We watched a movie. It was a new release called Innerspace starring Dennis Quaid as an unpredictable military pilot gone medical research guinea pig. If you haven’t seen it I’m not going to ruin it for you, but this is the reason I got into advertising. Well, sort of.

See it wasn’t the acting, the plot or anything like that. It was his car, a 1968 cherry red Ford Mustang GT. I had never seen anything like it and I fell in love with cars from that moment on. I remember asking my dad to park next to the coolest car in the parking lot anytime we were shopping together. He finally called me crazy when at 8 I could name the not only the brand of tire based on it’s tracks in the snow, but get all the way down to the model.

But here’s the kicker. I thought I was learning about cars. Turns out I was learning about style through cars. I studied everything that had four wheels and an engine from the 1800’s to the latest on the road.
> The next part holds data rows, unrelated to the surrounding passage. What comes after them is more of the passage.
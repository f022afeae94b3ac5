//! # Block Merger
//!
//! Folds the blocks a plan settles on into one capability block: extensions
//! union at the highest spec version, struct values merge per member under
//! the limit-type merge, formats merge per format, queue families and video
//! declarations concatenate.
//!
//! A member two blocks cannot agree on is handled by [`MergePolicy`]:
//! `Lenient` drops the member and records a conflict diagnostic, `Strict`
//! rolls back everything the offending block contributed. A dropped member
//! stays dropped: later blocks declaring it again do not bring it back.

use std::collections::{BTreeMap, BTreeSet};

use devcap_core::diagnostic::child_path;
use devcap_core::{ConflictError, Diagnostic};
use devcap_profile::{CapabilityBlock, EvaluationPlan, PlanSlot, PlannedBlock};
use devcap_registry::Registry;

use crate::config::MergePolicy;
use crate::evaluator::Verdict;
use crate::walker::FieldWalker;

/// A block whose contribution was rolled back.
#[derive(Debug, Clone, PartialEq)]
pub struct RejectedBlock {
    pub block: String,
    pub conflicts: Vec<ConflictError>,
}

/// Result of a merge.
#[derive(Debug, Clone, PartialEq)]
pub struct MergeOutcome {
    pub block: CapabilityBlock,
    /// One conflict diagnostic per member that could not be merged.
    pub diagnostics: Vec<Diagnostic>,
    /// Blocks rolled back under [`MergePolicy::Strict`].
    pub rejected: Vec<RejectedBlock>,
}

impl MergeOutcome {
    pub fn is_clean(&self) -> bool {
        self.diagnostics.is_empty() && self.rejected.is_empty()
    }
}

#[derive(Debug, Clone, Copy)]
pub struct BlockMerger<'r> {
    walker: FieldWalker<'r>,
    policy: MergePolicy,
}

impl<'r> BlockMerger<'r> {
    pub fn new(registry: &'r Registry, policy: MergePolicy) -> Self {
        Self {
            walker: FieldWalker::new(registry),
            policy,
        }
    }

    /// Merge `blocks` in order into a block named `name`.
    pub fn merge_blocks<'b>(
        &self,
        name: &str,
        blocks: impl IntoIterator<Item = &'b CapabilityBlock>,
    ) -> MergeOutcome {
        let mut outcome = MergeOutcome {
            block: CapabilityBlock::new(name),
            diagnostics: Vec::new(),
            rejected: Vec::new(),
        };
        let mut dropped = Dropped::default();
        for incoming in blocks {
            let (merged, conflicts, now_dropped) = self.merge_pair(&outcome.block, incoming, &dropped);
            if conflicts.is_empty() {
                outcome.block = merged;
                continue;
            }
            match self.policy {
                MergePolicy::Lenient => {
                    tracing::debug!(block = %incoming.name, conflicts = conflicts.len(), "dropping conflicting members");
                    outcome.block = merged;
                    dropped = now_dropped;
                    outcome.diagnostics.extend(
                        conflicts
                            .into_iter()
                            .map(|c| Diagnostic::from(c).with_note("member dropped from the merge")),
                    );
                }
                MergePolicy::Strict => {
                    tracing::warn!(block = %incoming.name, conflicts = conflicts.len(), "rolling back conflicting block");
                    outcome.diagnostics.extend(conflicts.iter().cloned().map(|c| {
                        Diagnostic::from(c).with_note(format!("block {} rolled back", incoming.name))
                    }));
                    outcome.rejected.push(RejectedBlock {
                        block: incoming.name.clone(),
                        conflicts,
                    });
                }
            }
        }
        outcome
    }

    /// Merge the blocks a plan settles on, see [`chosen_blocks`].
    pub fn merge_plan(&self, plan: &EvaluationPlan, verdict: Option<&Verdict>) -> MergeOutcome {
        self.merge_blocks(
            &plan.root,
            chosen_blocks(plan, verdict).into_iter().map(|p| p.block.as_ref()),
        )
    }

    fn merge_pair(
        &self,
        acc: &CapabilityBlock,
        incoming: &CapabilityBlock,
        dropped: &Dropped,
    ) -> (CapabilityBlock, Vec<ConflictError>, Dropped) {
        let mut out = acc.clone();
        let mut conflicts = Vec::new();
        let mut now_dropped = Dropped::default();

        for (ext, &version) in &incoming.extensions {
            let slot = out.extensions.entry(ext.clone()).or_insert(version);
            *slot = (*slot).max(version);
        }

        let features = self.walker.merge_excluding(
            &child_path(&incoming.name, "features"),
            &acc.features,
            &incoming.features,
            &dropped.features,
        );
        out.features = features.values;
        conflicts.extend(features.conflicts);
        now_dropped.features = features.dropped;

        let properties = self.walker.merge_excluding(
            &child_path(&incoming.name, "properties"),
            &acc.properties,
            &incoming.properties,
            &dropped.properties,
        );
        out.properties = properties.values;
        conflicts.extend(properties.conflicts);
        now_dropped.properties = properties.dropped;

        now_dropped.formats = dropped.formats.clone();
        let formats_path = child_path(&incoming.name, "formats");
        for (format, values) in &incoming.formats {
            let base = acc.formats.get(format).cloned().unwrap_or_default();
            let excluded = dropped.formats.get(format).cloned().unwrap_or_default();
            let merged = self.walker.merge_excluding(
                &child_path(&formats_path, format),
                &base,
                values,
                &excluded,
            );
            out.formats.insert(format.clone(), merged.values);
            conflicts.extend(merged.conflicts);
            now_dropped.formats.insert(format.clone(), merged.dropped);
        }

        out.queue_families.extend(incoming.queue_families.iter().cloned());
        out.video_profiles.extend(incoming.video_profiles.iter().cloned());
        (out, conflicts, now_dropped)
    }
}

/// Members a lenient merge has dropped so far, per category. Keys are
/// relative to the category, see [`crate::Merged::dropped`].
#[derive(Debug, Clone, Default)]
struct Dropped {
    features: BTreeSet<String>,
    properties: BTreeSet<String>,
    formats: BTreeMap<String, BTreeSet<String>>,
}

/// The blocks a plan settles on: every single-block slot, plus for each
/// slot of alternatives the one the verdict selected (the first when there
/// is no verdict or nothing was selected).
pub fn chosen_blocks<'p>(plan: &'p EvaluationPlan, verdict: Option<&Verdict>) -> Vec<&'p PlannedBlock> {
    plan.slots
        .iter()
        .enumerate()
        .filter_map(|(i, slot)| match slot {
            PlanSlot::Single(planned) => Some(planned),
            PlanSlot::AnyOf(alternatives) => {
                let pick = verdict
                    .and_then(|v| v.slots.get(i))
                    .and_then(|s| s.selected)
                    .unwrap_or(0);
                alternatives.get(pick)
            }
        })
        .collect()
}
//! # Input loading
//!
//! Reads the registry, profile documents and device reports from disk.
//! Files ending in `.json` are parsed as JSON, anything else as YAML; both
//! end up as the same `serde_json::Value` tree the decoders consume.

use std::path::{Path, PathBuf};

use anyhow::{Context, Result};
use clap::Args;
use devcap_profile::{Decoder, DeviceCapabilities, ProfileSet};
use devcap_registry::Registry;
use serde_json::Value as Json;

/// Registry and profile documents shared by every subcommand.
#[derive(Args, Debug, Clone)]
pub struct InputArgs {
    /// Capability registry (JSON or YAML).
    #[arg(long)]
    pub registry: PathBuf,

    /// Profile document. Repeat to combine several documents.
    #[arg(long = "profiles", required = true)]
    pub profiles: Vec<PathBuf>,
}

/// A loaded registry and the profiles decoded against it.
#[derive(Debug)]
pub struct Inputs {
    pub registry: Registry,
    pub profiles: ProfileSet,
}

impl Inputs {
    pub fn load(args: &InputArgs) -> Result<Self> {
        let registry = Registry::from_json(&read_tree(&args.registry)?)
            .with_context(|| format!("invalid registry {}", args.registry.display()))?;
        tracing::debug!(
            path = %args.registry.display(),
            structs = registry.structs().count(),
            "loaded registry"
        );

        let decoder = Decoder::new(&registry);
        let mut profiles = ProfileSet::new();
        for path in &args.profiles {
            let document = decoder
                .profile_document(&read_tree(path)?)
                .with_context(|| format!("invalid profile document {}", path.display()))?;
            profiles
                .extend(document)
                .with_context(|| format!("conflicting definitions in {}", path.display()))?;
        }
        profiles
            .check_references()
            .context("unresolved references across profile documents")?;

        Ok(Self { registry, profiles })
    }

    /// Decode a device report against the loaded registry.
    pub fn device(&self, path: &Path) -> Result<DeviceCapabilities> {
        Decoder::new(&self.registry)
            .device(&read_tree(path)?)
            .with_context(|| format!("invalid device report {}", path.display()))
    }
}

/// Read a JSON or YAML document into a tree.
pub fn read_tree(path: &Path) -> Result<Json> {
    let content = std::fs::read_to_string(path)
        .with_context(|| format!("failed to read {}", path.display()))?;
    let is_json = path
        .extension()
        .map_or(false, |ext| ext.eq_ignore_ascii_case("json"));
    if is_json {
        serde_json::from_str(&content).with_context(|| format!("invalid JSON in {}", path.display()))
    } else {
        serde_yaml::from_str(&content).with_context(|| format!("invalid YAML in {}", path.display()))
    }
}

#[cfg(test)]
mod tests {
    use super::*;

    const REGISTRY: &str = r#"{
        "structs": [ { "name": "F", "members": [
            { "name": "alignment", "type": "uint", "limit": "min" } ] } ]
    }"#;

    fn write(dir: &Path, name: &str, content: &str) -> PathBuf {
        let path = dir.join(name);
        std::fs::write(&path, content).unwrap();
        path
    }

    #[test]
    fn yaml_and_json_produce_the_same_tree() {
        let dir = tempfile::tempdir().unwrap();
        let json = write(dir.path(), "a.json", r#"{ "a": [1, 2], "b": { "c": true } }"#);
        let yaml = write(dir.path(), "a.yaml", "a: [1, 2]\nb:\n  c: true\n");
        assert_eq!(read_tree(&json).unwrap(), read_tree(&yaml).unwrap());
    }

    #[test]
    fn profiles_combine_across_documents() {
        let dir = tempfile::tempdir().unwrap();
        let registry = write(dir.path(), "registry.json", REGISTRY);
        let blocks = write(
            dir.path(),
            "blocks.yaml",
            "capabilities:\n  A:\n    properties:\n      F: { alignment: 256 }\n",
        );
        let profiles = write(
            dir.path(),
            "profiles.yaml",
            "profiles:\n  P:\n    api-version: 1.0.0\n    capabilities: [A]\n",
        );
        let inputs = Inputs::load(&InputArgs {
            registry,
            profiles: vec![blocks, profiles],
        })
        .unwrap();
        assert!(inputs.profiles.profile("P").is_some());
        assert!(inputs.profiles.block("A").is_some());
    }

    #[test]
    fn dangling_reference_is_reported() {
        let dir = tempfile::tempdir().unwrap();
        let registry = write(dir.path(), "registry.json", REGISTRY);
        let profiles = write(
            dir.path(),
            "profiles.yaml",
            "profiles:\n  P:\n    api-version: 1.0.0\n    capabilities: [A]\n",
        );
        let err = Inputs::load(&InputArgs {
            registry,
            profiles: vec![profiles],
        })
        .unwrap_err();
        assert!(format!("{err:#}").contains("unresolved references"));
    }

    #[test]
    fn malformed_yaml_names_the_file() {
        let dir = tempfile::tempdir().unwrap();
        let path = write(dir.path(), "broken.yaml", "a: [1, 2\n");
        let err = read_tree(&path).unwrap_err();
        assert!(err.to_string().contains("broken.yaml"));
    }
}
//! # Compliance Evaluator
//!
//! Evaluates a composed [`EvaluationPlan`] against a [`DeviceCapabilities`]
//! snapshot and returns a [`Verdict`].
//!
//! A block is satisfied iff every required extension is reported at or
//! above its declared spec version and every category passes: features,
//! properties and formats through the [`FieldWalker`], queue families
//! through [`queue::assign`], video profiles through the
//! [`VideoResolver`]. A slot of alternatives is satisfied iff one of them
//! is; the first satisfied alternative is selected, and every alternative's
//! diagnostics are kept so a caller can explain the ones that failed.
//!
//! The plan's baseline API version must be met and every slot satisfied.
//! Optional slots are evaluated too, their diagnostics downgraded to
//! warnings; they never affect `satisfied`.
//!
//! Compliance failures are never errors: only composing a plan can fail.

use serde::Serialize;

use devcap_core::diagnostic::child_path;
use devcap_core::{ApiVersion, Diagnostic, SchemaError, Value};
use devcap_profile::{Composer, DeviceCapabilities, EvaluationPlan, PlanSlot, PlannedBlock, ProfileSet};
use devcap_registry::Registry;

use crate::config::EvaluatorConfig;
use crate::queue;
use crate::video::VideoResolver;
use crate::walker::FieldWalker;

/// Outcome of evaluating one block.
#[derive(Debug, Clone, PartialEq, Serialize)]
pub struct BlockVerdict {
    /// Profile that contributed the block.
    pub profile: String,
    pub block: String,
    pub satisfied: bool,
    pub diagnostics: Vec<Diagnostic>,
    /// Accepted queue-family permutation, when the block declares queue
    /// families and an assignment exists.
    #[serde(skip_serializing_if = "Option::is_none")]
    pub queue_assignment: Option<Vec<usize>>,
}

impl BlockVerdict {
    pub fn label(&self) -> String {
        format!("{}/{}", self.profile, self.block)
    }
}

/// Outcome of evaluating one slot.
#[derive(Debug, Clone, PartialEq, Serialize)]
pub struct SlotVerdict {
    pub satisfied: bool,
    /// Index of the first satisfied alternative.
    pub selected: Option<usize>,
    /// One verdict per alternative, in declaration order. Single-block
    /// slots have exactly one.
    pub alternatives: Vec<BlockVerdict>,
}

impl SlotVerdict {
    pub fn selected_block(&self) -> Option<&BlockVerdict> {
        self.selected.and_then(|i| self.alternatives.get(i))
    }

    pub fn diagnostics(&self) -> impl Iterator<Item = &Diagnostic> {
        self.alternatives.iter().flat_map(|b| b.diagnostics.iter())
    }
}

/// The complete, explained result of evaluating a plan.
#[derive(Debug, Clone, PartialEq, Serialize)]
pub struct Verdict {
    /// Label of the evaluated profile.
    pub profile: String,
    pub satisfied: bool,
    /// Baseline version the plan requires.
    pub api_version: ApiVersion,
    pub api_version_met: bool,
    pub slots: Vec<SlotVerdict>,
    pub optionals: Vec<SlotVerdict>,
    /// Plan-level diagnostics (the baseline version).
    pub diagnostics: Vec<Diagnostic>,
}

impl Verdict {
    /// Selected alternative per mandatory slot.
    pub fn selected_alternatives(&self) -> Vec<Option<usize>> {
        self.slots.iter().map(|s| s.selected).collect()
    }

    /// Every diagnostic: plan-level, then mandatory slots, then optionals.
    pub fn all_diagnostics(&self) -> impl Iterator<Item = &Diagnostic> {
        self.diagnostics
            .iter()
            .chain(self.slots.iter().flat_map(SlotVerdict::diagnostics))
            .chain(self.optionals.iter().flat_map(SlotVerdict::diagnostics))
    }

    /// Diagnostics that explain why the verdict is unsatisfied.
    ///
    /// Satisfied slots contribute nothing; a failed slot contributes every
    /// alternative's failures.
    pub fn failures(&self) -> Vec<&Diagnostic> {
        self.diagnostics
            .iter()
            .chain(
                self.slots
                    .iter()
                    .filter(|s| !s.satisfied)
                    .flat_map(SlotVerdict::diagnostics),
            )
            .filter(|d| d.is_failure())
            .collect()
    }

    pub fn warnings(&self) -> Vec<&Diagnostic> {
        self.all_diagnostics().filter(|d| !d.is_failure()).collect()
    }
}

/// Evaluates plans against device snapshots.
#[derive(Debug, Clone)]
pub struct Evaluator<'a> {
    registry: &'a Registry,
    profiles: &'a ProfileSet,
    config: EvaluatorConfig,
}

impl<'a> Evaluator<'a> {
    pub fn new(registry: &'a Registry, profiles: &'a ProfileSet, config: EvaluatorConfig) -> Self {
        Self {
            registry,
            profiles,
            config,
        }
    }

    pub fn config(&self) -> &EvaluatorConfig {
        &self.config
    }

    /// Compose the profile labelled `label` and evaluate it.
    pub fn evaluate_profile(
        &self,
        label: &str,
        device: &DeviceCapabilities,
    ) -> Result<Verdict, SchemaError> {
        let plan = Composer::new(self.registry, self.profiles).compose(label)?;
        Ok(self.evaluate(&plan, device))
    }

    /// Evaluate a composed plan.
    pub fn evaluate(&self, plan: &EvaluationPlan, device: &DeviceCapabilities) -> Verdict {
        let api_version_met = device.api_version >= plan.api_version;
        let mut diagnostics = Vec::new();
        if !api_version_met {
            diagnostics.push(
                Diagnostic::unsatisfied(
                    "api_version",
                    Value::Str(plan.api_version.to_string()),
                    Value::Str(device.api_version.to_string()),
                )
                .with_note("baseline version not met"),
            );
        }

        let slots: Vec<SlotVerdict> = plan
            .slots
            .iter()
            .map(|slot| self.evaluate_slot(slot, device))
            .collect();
        let optionals: Vec<SlotVerdict> = if self.config.evaluate_optionals {
            plan.optionals
                .iter()
                .map(|slot| downgrade(self.evaluate_slot(slot, device)))
                .collect()
        } else {
            Vec::new()
        };

        let satisfied = api_version_met && slots.iter().all(|s| s.satisfied);
        tracing::info!(
            profile = %plan.root,
            satisfied,
            api_version_met,
            slots = slots.len(),
            failed_slots = slots.iter().filter(|s| !s.satisfied).count(),
            "profile evaluated"
        );
        Verdict {
            profile: plan.root.clone(),
            satisfied,
            api_version: plan.api_version,
            api_version_met,
            slots,
            optionals,
            diagnostics,
        }
    }

    /// Evaluate one slot; alternatives are an explicit OR.
    pub fn evaluate_slot(&self, slot: &PlanSlot, device: &DeviceCapabilities) -> SlotVerdict {
        let alternatives: Vec<BlockVerdict> = slot
            .blocks()
            .iter()
            .map(|planned| self.evaluate_block(planned, device))
            .collect();
        let selected = alternatives.iter().position(|b| b.satisfied);
        if let PlanSlot::AnyOf(_) = slot {
            tracing::debug!(
                alternatives = alternatives.len(),
                selected = ?selected.and_then(|i| alternatives.get(i)).map(BlockVerdict::label),
                "alternative slot evaluated"
            );
        }
        SlotVerdict {
            satisfied: selected.is_some(),
            selected,
            alternatives,
        }
    }

    /// Evaluate one block across every category.
    pub fn evaluate_block(&self, planned: &PlannedBlock, device: &DeviceCapabilities) -> BlockVerdict {
        let label = planned.label();
        let block = &planned.block;
        let walker = FieldWalker::new(self.registry);
        let mut diagnostics = Vec::new();

        let ext_path = child_path(&label, "extensions");
        for (name, &version) in &block.extensions {
            let at = child_path(&ext_path, name);
            match device.extensions.get(name) {
                None => diagnostics.push(Diagnostic::missing(at, Some(Value::Uint(u64::from(version))))),
                Some(&reported) if reported < version => diagnostics.push(
                    Diagnostic::unsatisfied(
                        at,
                        Value::Uint(u64::from(version)),
                        Value::Uint(u64::from(reported)),
                    )
                    .with_note("extension spec version too low"),
                ),
                Some(_) => {}
            }
        }

        diagnostics.extend(walker.compare(
            &child_path(&label, "features"),
            &block.features,
            &device.features,
        ));
        diagnostics.extend(walker.compare(
            &child_path(&label, "properties"),
            &block.properties,
            &device.properties,
        ));

        let fmt_path = child_path(&label, "formats");
        for (format, declared) in &block.formats {
            let at = child_path(&fmt_path, format);
            match device.formats.get(format) {
                Some(reported) => diagnostics.extend(walker.compare(&at, declared, reported)),
                None => diagnostics.push(Diagnostic::missing(at, None).with_note("format not reported")),
            }
        }

        let mut queue_assignment = None;
        if !block.queue_families.is_empty() {
            match queue::assign(
                &walker,
                &child_path(&label, "queueFamiliesProperties"),
                &block.queue_families,
                &device.queue_families,
                self.config.max_queue_family_search,
            ) {
                Ok(assignment) => queue_assignment = Some(assignment.permutation),
                Err(found) => diagnostics.extend(found),
            }
        }

        if !block.video_profiles.is_empty() {
            diagnostics.extend(VideoResolver::new(walker).check(
                &child_path(&label, "videoProfiles"),
                &block.video_profiles,
                &device.video_profiles,
            ));
        }

        let satisfied = !diagnostics.iter().any(Diagnostic::is_failure);
        tracing::debug!(block = %label, satisfied, diagnostics = diagnostics.len(), "block evaluated");
        BlockVerdict {
            profile: planned.profile.clone(),
            block: planned.name().to_string(),
            satisfied,
            diagnostics,
            queue_assignment,
        }
    }

    /// Evaluate `label`; when unsatisfied, try its fallbacks in order.
    ///
    /// Returns the first satisfied verdict, or the verdict of `label` when
    /// no fallback is satisfied either.
    pub fn evaluate_with_fallbacks(
        &self,
        label: &str,
        device: &DeviceCapabilities,
    ) -> Result<Verdict, SchemaError> {
        let composer = Composer::new(self.registry, self.profiles);
        let plan = composer.compose(label)?;
        let verdict = self.evaluate(&plan, device);
        if verdict.satisfied {
            return Ok(verdict);
        }
        for fallback in &plan.fallbacks {
            let candidate = self.evaluate(&composer.compose(fallback)?, device);
            if candidate.satisfied {
                tracing::info!(profile = %label, fallback = %fallback, "fallback profile satisfied");
                return Ok(candidate);
            }
        }
        Ok(verdict)
    }

    /// Evaluate independent plans on scoped worker threads.
    ///
    /// Verdicts are returned in plan order.
    pub fn evaluate_many(&self, plans: &[EvaluationPlan], device: &DeviceCapabilities) -> Vec<Verdict> {
        std::thread::scope(|scope| {
            let handles: Vec<_> = plans
                .iter()
                .map(|plan| scope.spawn(move || self.evaluate(plan, device)))
                .collect();
            handles
                .into_iter()
                .map(|handle| handle.join().unwrap_or_else(|panic| std::panic::resume_unwind(panic)))
                .collect()
        })
    }
}

/// Optional slots report, they never fail.
fn downgrade(mut slot: SlotVerdict) -> SlotVerdict {
    for block in &mut slot.alternatives {
        block.diagnostics = std::mem::take(&mut block.diagnostics)
            .into_iter()
            .map(Diagnostic::into_warning)
            .collect();
    }
    slot
}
So I’m guessing you want to know what my first car was, huh. Well, it was a Mustang…but I couldn’t afford the classic. I was lucky enough to drive a Jet Black 1993 Mustang GT (that I later fitted with nitrous for drag racing) to high school. I even took my senior pictures with the car. Hey, I warned you, I’m a car nut.

By the time senior year came around I had it all figured out. I’d be a car designer, working on none other than the future Ford Mustangs. The only trouble was no student counselor ever mentioned a “portfolio” and I hadn’t done much art other than my own doodles during class. So, I headed to art school in the biggest city I had ever been to, Chicago.

I threw a couple things together and attended a portfolio review to get into The School of the Art Institute of Chicago. This was a HUGE deal for me. I never really considered myself a painter or anything, but I got in to one of the most prestigious art schools in the country. 

Only trouble was SAIC didn’t have an automotive design curriculum or even an industrial design program. So, I started in visual communication and found my true calling.